Delaware   000-14338   94-2819853

(State or other jurisdiction

of incorporation)

 

(Commission

File Number)

 

(IRS Employer

Identification No.)

111 McInnis Parkway

San Rafael, California 94903

(Address of principal executive offices, including zip code)

(415) 507-5000

(Registrant’s telephone number, including area code)

(Former name or former address, if changed since last report)

 

 

Check the appropriate box below if the Form 8-K filing is intended to simultaneously satisfy the filing obligation of the registrant under any of the following provisions (see General Instruction A.2. below):

 

¨ Written communications pursuant to Rule 425 under the Securities Act (17 CFR 230.425)

 

¨ Soliciting material pursuant to Rule 14a-12 under the Exchange Act (17 CFR 240.14a-12)

 

¨ Pre-commencement communications pursuant to Rule 14d-2(b) under the Exchange Act (17 CFR 240.14d-2(b))

 

¨ Pre-commencement communications pursuant to Rule 13e-4(c) under the Exchange Act (17 CFR 240.13e-4(c))

 

 

 


 

Item 5.02 Departure of Directors or Certain Officers; Election of Directors; Appointment of Certain Officers; Compensatory Arrangements of Certain Officers.

Resignation of Ken Bado

On December 10, 2010, Ken Bado informed Autodesk, Inc. (the “Company”) of his intention to resign as Executive Vice President, Sales and Services in order to pursue other opportunities. The Company expects that Mr. Bado will transition his responsibilities through January 31, 2011. The Company’s press release dated December 14, 2010 regarding these events is attached hereto as Exhibit 99.1 and is incorporated herein by reference.

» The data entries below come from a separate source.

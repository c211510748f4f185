//! Approval state machine.
//!
//! ```text
//! Pending ──approve──▶ Reserved
//!    │ ────reject───▶ Rejected
//!    └─────cancel───▶ Cancelled
//! ```
//!
//! Every state other than Pending is terminal. Only administrators may move
//! a reservation out of Pending.

use std::fmt;
use std::str::FromStr;

use chrono::{DateTime, Utc};
use serde::{Deserialize, Serialize};

use crate::model::{ReservationStatus, StatusChange};
use crate::repository::Actor;

use super::EngineError;

#[derive(Debug, Clone, Copy, PartialEq, Eq, Hash, Serialize, Deserialize)]
#[serde(rename_all = "lowercase")]
pub enum StatusAction {
    Approve,
    Reject,
    Cancel,
}

impl StatusAction {
    pub fn as_str(self) -> &'static str {
        match self {
            StatusAction::Approve => "approve",
            StatusAction::Reject => "reject",
            StatusAction::Cancel => "cancel",
        }
    }

    pub fn target(self) -> ReservationStatus {
        match self {
            StatusAction::Approve => ReservationStatus::Reserved,
            StatusAction::Reject => ReservationStatus::Rejected,
            StatusAction::Cancel => ReservationStatus::Cancelled,
        }
    }
}

impl fmt::Display for StatusAction {
    fn fmt(&self, f: &mut fmt::Formatter<'_>) -> fmt::Result {
        f.write_str(self.as_str())
    }
}

#[derive(Debug, Clone, PartialEq, Eq, thiserror::Error)]
#[error("unknown status action: {0:?}")]
pub struct UnknownAction(pub String);

impl FromStr for StatusAction {
    type Err = UnknownAction;

    fn from_str(s: &str) -> Result<Self, Self::Err> {
        match s.trim().to_ascii_lowercase().as_str() {
            "approve" => Ok(StatusAction::Approve),
            "reject" => Ok(StatusAction::Reject),
            "cancel" => Ok(StatusAction::Cancel),
            _ => Err(UnknownAction(s.to_string())),
        }
    }
}

/// An accepted move, for the caller to persist and show.
#[derive(Debug, Clone, Copy, PartialEq, Eq)]
pub struct Transition {
    pub from: ReservationStatus,
    pub to: ReservationStatus,
    pub decided_at: DateTime<Utc>,
}

impl Transition {
    pub fn change(&self) -> StatusChange {
        StatusChange {
            from: self.from,
            status: self.to,
            decided_at: Some(self.decided_at),
        }
    }
}

/// Every action is allowed out of Pending and none out of a terminal state.
pub fn can_transition(from: ReservationStatus, _action: StatusAction) -> bool {
    !from.is_terminal()
}

/// Decide whether `actor` may apply `action` to a reservation in `current`.
pub fn transition(
    current: ReservationStatus,
    action: StatusAction,
    actor: &Actor,
    at: DateTime<Utc>,
) -> Result<Transition, EngineError> {
    if !actor.is_administrator {
        return Err(EngineError::Forbidden {
            actor: actor.display_name().to_string(),
            action,
        });
    }
    if !can_transition(current, action) {
        return Err(EngineError::InvalidTransition {
            from: current,
            action,
        });
    }
    Ok(Transition {
        from: current,
        to: action.target(),
        decided_at: at,
    })
}
//! Calendar and contact rules shared by validation, expansion and availability.

use std::sync::LazyLock;

use chrono::{Datelike, Days, NaiveDate, NaiveTime, Weekday};
use regex::Regex;

use crate::limits::{BUSINESS_CLOSE, BUSINESS_OPEN, MIN_ADVANCE_DAYS};
use crate::model::TimeSlot;

static OFFICE_PHONE: LazyLock<Regex> =
    LazyLock::new(|| Regex::new(r"^\+639\d{9}$").expect("static regex"));

static INTERNATIONAL_PHONE: LazyLock<Regex> =
    LazyLock::new(|| Regex::new(r"^\+?\d{10,15}$").expect("static regex"));

pub fn is_weekend(date: NaiveDate) -> bool {
    matches!(date.weekday(), Weekday::Sat | Weekday::Sun)
}

/// Inclusive, ascending weekdays in `start..=end`. Empty when `start > end`.
pub fn expand_date_range(start: NaiveDate, end: NaiveDate) -> Vec<NaiveDate> {
    start
        .iter_days()
        .take_while(|d| *d <= end)
        .filter(|d| !is_weekend(*d))
        .collect()
}

/// Canonicalize a local or international mobile number to `+63…`.
///
/// Only normalizes; whether the result is acceptable is decided by
/// [`is_office_phone`] and [`is_international_phone`].
pub fn normalize_phone(raw: &str) -> String {
    let digits: String = raw.chars().filter(char::is_ascii_digit).collect();
    if digits.starts_with("63") {
        format!("+{digits}")
    } else if let Some(rest) = digits.strip_prefix('0') {
        format!("+63{rest}")
    } else {
        format!("+63{digits}")
    }
}

/// `+639` followed by nine digits.
pub fn is_office_phone(normalized: &str) -> bool {
    OFFICE_PHONE.is_match(normalized)
}

/// Generic international form: optional `+`, 10–15 digits.
pub fn is_international_phone(normalized: &str) -> bool {
    INTERNATIONAL_PHONE.is_match(normalized)
}

/// `07:00 ≤ time ≤ 21:00`. An end time may sit exactly on closing.
pub fn within_business_hours(time: NaiveTime) -> bool {
    (BUSINESS_OPEN..=BUSINESS_CLOSE).contains(&time)
}

pub fn business_window() -> TimeSlot {
    TimeSlot::new(BUSINESS_OPEN, BUSINESS_CLOSE)
}

pub fn earliest_bookable_date(today: NaiveDate) -> NaiveDate {
    today
        .checked_add_days(Days::new(MIN_ADVANCE_DAYS.unsigned_abs()))
        .unwrap_or(NaiveDate::MAX)
}
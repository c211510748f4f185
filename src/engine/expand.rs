use chrono::NaiveDate;

use crate::model::MultiDaySlot;
use crate::policy;

use super::validate::ValidatedRequest;

/// One calendar day of a submission.
#[derive(Debug, Clone, Copy, PartialEq, Eq)]
pub struct DayRequest {
    pub date: NaiveDate,
    pub is_first_day: bool,
    /// Position inside a multi-day batch; `None` for single-day requests.
    pub slot: Option<MultiDaySlot>,
}

/// Split a request into the days it books.
///
/// A single-day request yields its own date even on a weekend. A range
/// yields its weekdays only and may come back empty.
pub fn expand(request: &ValidatedRequest) -> Vec<DayRequest> {
    if !request.is_range() {
        return vec![DayRequest {
            date: request.start_date,
            is_first_day: true,
            slot: None,
        }];
    }

    let dates = policy::expand_date_range(request.start_date, request.end_date);
    let total = u16::try_from(dates.len()).unwrap_or(u16::MAX);
    dates
        .into_iter()
        .zip(1..=total)
        .map(|(date, index)| DayRequest {
            date,
            is_first_day: index == 1,
            slot: Some(MultiDaySlot { index, total }),
        })
        .collect()
}
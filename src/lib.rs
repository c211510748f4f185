//! Reservation scheduling and approval engine for venue and equipment bookings.
//!
//! [`engine::Engine`] validates drafts, expands date ranges into per-day
//! rows, checks the repository for overlapping bookings and drives the
//! approval workflow. [`calendar`] turns persisted rows into calendar events
//! and keeps them fresh from repository change notifications.

pub mod calendar;
pub mod clock;
pub mod compactor;
pub mod config;
pub mod engine;
pub mod limits;
pub mod model;
pub mod notify;
pub mod observability;
pub mod policy;
pub mod portal;
pub mod repository;
pub mod store;

pub use engine::{Engine, EngineError};
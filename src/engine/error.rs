use std::collections::BTreeMap;
use std::fmt;

use chrono::NaiveDate;
use serde::Serialize;

use crate::model::{OrganizationId, ReservationId, ReservationStatus, ResourceRef};
use crate::repository::StoreError;

use super::workflow::StatusAction;

/// Draft fields a validation message can point at.
#[derive(Debug, Clone, Copy, PartialEq, Eq, PartialOrd, Ord, Hash, Serialize)]
#[serde(rename_all = "snake_case")]
pub enum Field {
    Purpose,
    StartDate,
    EndDate,
    StartTime,
    EndTime,
    Resource,
    Organization,
    Requester,
    OfficerInCharge,
    ContactNumber,
}

impl Field {
    pub fn as_str(self) -> &'static str {
        match self {
            Field::Purpose => "purpose",
            Field::StartDate => "start_date",
            Field::EndDate => "end_date",
            Field::StartTime => "start_time",
            Field::EndTime => "end_time",
            Field::Resource => "resource",
            Field::Organization => "organization",
            Field::Requester => "requester",
            Field::OfficerInCharge => "officer_in_charge",
            Field::ContactNumber => "contact_number",
        }
    }
}

impl fmt::Display for Field {
    fn fmt(&self, f: &mut fmt::Formatter<'_>) -> fmt::Result {
        f.write_str(self.as_str())
    }
}

/// Field → message. One message per field; the first failure recorded wins.
#[derive(Debug, Clone, Default, PartialEq, Eq, Serialize)]
#[serde(transparent)]
pub struct ValidationErrors(BTreeMap<Field, String>);

impl ValidationErrors {
    pub fn new() -> Self {
        Self::default()
    }

    pub fn add(&mut self, field: Field, message: impl Into<String>) {
        self.0.entry(field).or_insert_with(|| message.into());
    }

    pub fn single(field: Field, message: impl Into<String>) -> Self {
        let mut errors = Self::new();
        errors.add(field, message);
        errors
    }

    pub fn get(&self, field: Field) -> Option<&str> {
        self.0.get(&field).map(String::as_str)
    }

    pub fn contains(&self, field: Field) -> bool {
        self.0.contains_key(&field)
    }

    pub fn fields(&self) -> impl Iterator<Item = Field> + '_ {
        self.0.keys().copied()
    }

    pub fn iter(&self) -> impl Iterator<Item = (Field, &str)> {
        self.0.iter().map(|(f, m)| (*f, m.as_str()))
    }

    pub fn len(&self) -> usize {
        self.0.len()
    }

    pub fn is_empty(&self) -> bool {
        self.0.is_empty()
    }
}

impl fmt::Display for ValidationErrors {
    fn fmt(&self, f: &mut fmt::Formatter<'_>) -> fmt::Result {
        for (i, (field, message)) in self.iter().enumerate() {
            if i > 0 {
                f.write_str("; ")?;
            }
            write!(f, "{field}: {message}")?;
        }
        Ok(())
    }
}

/// A requested slot collides with an existing reservation.
#[derive(Debug, Clone, PartialEq, Eq, Serialize, thiserror::Error)]
#[error("{resource} is already booked on {date} by reservation {reservation_id}")]
pub struct ConflictError {
    pub resource: ResourceRef,
    pub date: NaiveDate,
    pub reservation_id: ReservationId,
    pub organization_id: OrganizationId,
}

/// Backend trouble. Retryable; never the user's fault.
#[derive(Debug, Clone, PartialEq, Eq, thiserror::Error)]
pub enum InfrastructureError {
    #[error("{operation} timed out")]
    Timeout { operation: &'static str },
    #[error("{operation} failed: {message}")]
    Unavailable {
        operation: &'static str,
        message: String,
    },
    #[error("availability unknown for {resource}: {message}")]
    AvailabilityUnknown {
        resource: ResourceRef,
        message: String,
    },
    #[error("journal error: {0}")]
    Journal(String),
}

#[derive(Debug, Clone, PartialEq, Eq, thiserror::Error)]
pub enum EngineError {
    #[error("validation failed: {0}")]
    Validation(ValidationErrors),
    #[error(transparent)]
    Conflict(ConflictError),
    #[error("cannot {action} a {from} reservation")]
    InvalidTransition {
        from: ReservationStatus,
        action: StatusAction,
    },
    #[error("{actor} may not {action} reservations")]
    Forbidden { actor: String, action: StatusAction },
    #[error("{start} to {end} contains no bookable weekdays")]
    EmptyExpansion { start: NaiveDate, end: NaiveDate },
    #[error("reservation not found: {0}")]
    NotFound(ReservationId),
    #[error(transparent)]
    Infrastructure(#[from] InfrastructureError),
}

impl EngineError {
    /// Transient backend failure; the same call may succeed later.
    pub fn is_retryable(&self) -> bool {
        matches!(self, EngineError::Infrastructure(_))
    }

    /// The user can fix this by changing their input or picking another slot.
    pub fn is_user_correctable(&self) -> bool {
        matches!(
            self,
            EngineError::Validation(_) | EngineError::Conflict(_) | EngineError::EmptyExpansion { .. }
        )
    }

    /// Map a repository failure raised while running `operation`.
    pub(crate) fn from_store(operation: &'static str, err: StoreError) -> Self {
        match err {
            StoreError::NotFound(id) => EngineError::NotFound(id),
            StoreError::Conflict {
                resource,
                date,
                reservation_id,
                organization_id,
            } => EngineError::Conflict(ConflictError {
                resource,
                date,
                reservation_id,
                organization_id,
            }),
            StoreError::Journal(message) => InfrastructureError::Journal(message).into(),
            StoreError::Unavailable(message) => {
                InfrastructureError::Unavailable { operation, message }.into()
            }
            // Only status writes can raise this; `change_status` maps it to
            // `InvalidTransition` itself since it knows the action.
            err @ StoreError::StatusChanged { .. } => InfrastructureError::Unavailable {
                operation,
                message: err.to_string(),
            }
            .into(),
            StoreError::LimitExceeded(what) => InfrastructureError::Unavailable {
                operation,
                message: format!("limit exceeded: {what}"),
            }
            .into(),
        }
    }
}
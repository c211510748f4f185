use async_trait::async_trait;
use chrono::NaiveDate;
use tokio::sync::broadcast;

use crate::limits::MAX_BATCH_SIZE;
use crate::model::*;
use crate::repository::{ReservationRepository, StoreError};

use super::MemoryStore;

fn conflict(resource: ResourceRef, existing: &Reservation) -> StoreError {
    StoreError::Conflict {
        resource,
        date: existing.activity_date,
        reservation_id: existing.id,
        organization_id: existing.organization_id,
    }
}

/// Overlap between two rows of the same batch, if any.
fn intra_batch_conflict(batch: &[Reservation]) -> Option<StoreError> {
    for (i, row) in batch.iter().enumerate() {
        if !row.status.holds_slot() {
            continue;
        }
        for earlier in &batch[..i] {
            if !earlier.status.holds_slot()
                || earlier.activity_date != row.activity_date
                || !earlier.slot().overlaps(&row.slot())
            {
                continue;
            }
            if let Some(shared) = row.resources().into_iter().find(|r| earlier.uses(r)) {
                return Some(conflict(shared, earlier));
            }
        }
    }
    None
}

#[async_trait]
impl ReservationRepository for MemoryStore {
    async fn find_overlapping(
        &self,
        resource: ResourceRef,
        date: NaiveDate,
        slot: TimeSlot,
        exclude: Option<ReservationId>,
    ) -> Result<Vec<Reservation>, StoreError> {
        Ok(self.overlapping(&resource, date, &slot, exclude))
    }

    async fn insert_reservations(
        &self,
        rows: Vec<Reservation>,
    ) -> Result<Vec<Reservation>, StoreError> {
        if rows.is_empty() {
            return Ok(rows);
        }
        if rows.len() > MAX_BATCH_SIZE {
            return Err(StoreError::LimitExceeded("batch too large"));
        }

        let _guard = self.write_lock.lock().await;

        // Phase 1: validate the whole batch against stored rows and itself.
        for row in &rows {
            if self.reservations.contains_key(&row.id) {
                return Err(StoreError::Unavailable(format!("duplicate reservation id {}", row.id)));
            }
            if row.status.holds_slot()
                && let Some((resource, existing)) = self.blocking_row(row)
            {
                return Err(conflict(resource, &existing));
            }
        }
        if let Some(err) = intra_batch_conflict(&rows) {
            return Err(err);
        }

        // Phase 2: one journal record for the batch, then fan out notifications.
        let event = StoreEvent::ReservationsInserted { rows: rows.clone() };
        self.persist_and_apply(&event).await?;
        for row in &rows {
            self.notify
                .send(&ChangeEvent::new(ChangeKind::Insert, ChangeRow::Reservation(row.clone())));
        }
        Ok(rows)
    }

    async fn update_reservation(
        &self,
        id: ReservationId,
        patch: ReservationPatch,
    ) -> Result<Reservation, StoreError> {
        let _guard = self.write_lock.lock().await;
        let mut row = self
            .reservations
            .get(&id)
            .map(|r| r.value().clone())
            .ok_or(StoreError::NotFound(id))?;

        if let Some(change) = &patch.status
            && row.status != change.from
        {
            return Err(StoreError::StatusChanged {
                id,
                expected: change.from,
                found: row.status,
            });
        }

        let moves_slot = patch.edit.is_some();
        patch.apply(&mut row);
        if moves_slot
            && row.status.holds_slot()
            && let Some((resource, existing)) = self.blocking_row(&row)
        {
            return Err(conflict(resource, &existing));
        }

        let event = StoreEvent::ReservationUpdated { row: row.clone() };
        self.persist_and_apply(&event).await?;
        self.notify
            .send(&ChangeEvent::new(ChangeKind::Update, ChangeRow::Reservation(row.clone())));
        Ok(row)
    }

    async fn delete_reservation(&self, id: ReservationId) -> Result<(), StoreError> {
        let _guard = self.write_lock.lock().await;
        let row = self
            .reservations
            .get(&id)
            .map(|r| r.value().clone())
            .ok_or(StoreError::NotFound(id))?;
        self.persist_and_apply(&StoreEvent::ReservationDeleted { id }).await?;
        self.notify
            .send(&ChangeEvent::new(ChangeKind::Delete, ChangeRow::Reservation(row)));
        Ok(())
    }

    async fn get_reservation(&self, id: ReservationId) -> Result<Option<Reservation>, StoreError> {
        Ok(self.reservations.get(&id).map(|r| r.value().clone()))
    }

    async fn list_reservations(
        &self,
        filter: &ReservationFilter,
    ) -> Result<Vec<ReservationView>, StoreError> {
        let rows: Vec<Reservation> = self.reservations.iter().map(|e| e.value().clone()).collect();
        let mut views: Vec<ReservationView> = rows
            .into_iter()
            .map(|row| self.view(row))
            .filter(|view| filter.matches(view))
            .collect();
        views.sort_by_key(|v| {
            let r = &v.reservation;
            (r.activity_date, r.start_time, r.id)
        });
        Ok(views)
    }

    fn subscribe(&self) -> broadcast::Receiver<ChangeEvent> {
        self.notify.subscribe_all()
    }
}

Amendment of Executive Change of Control Program

On December 14, 2010, the Company’s Board of Directors adopted amendments to the Company’s Executive Change of Control Program (the “Program”), which is applicable to each of the Company’s executive officers. The Program was originally approved by the Board of Directors in 2000 and provides for certain payments to participants whose employment is terminated without “cause” or for “good reason” (each as defined in the Program) within twelve months following a “change in control” (as defined in the Program), provided the participant executes a release and non-solicitation agreement.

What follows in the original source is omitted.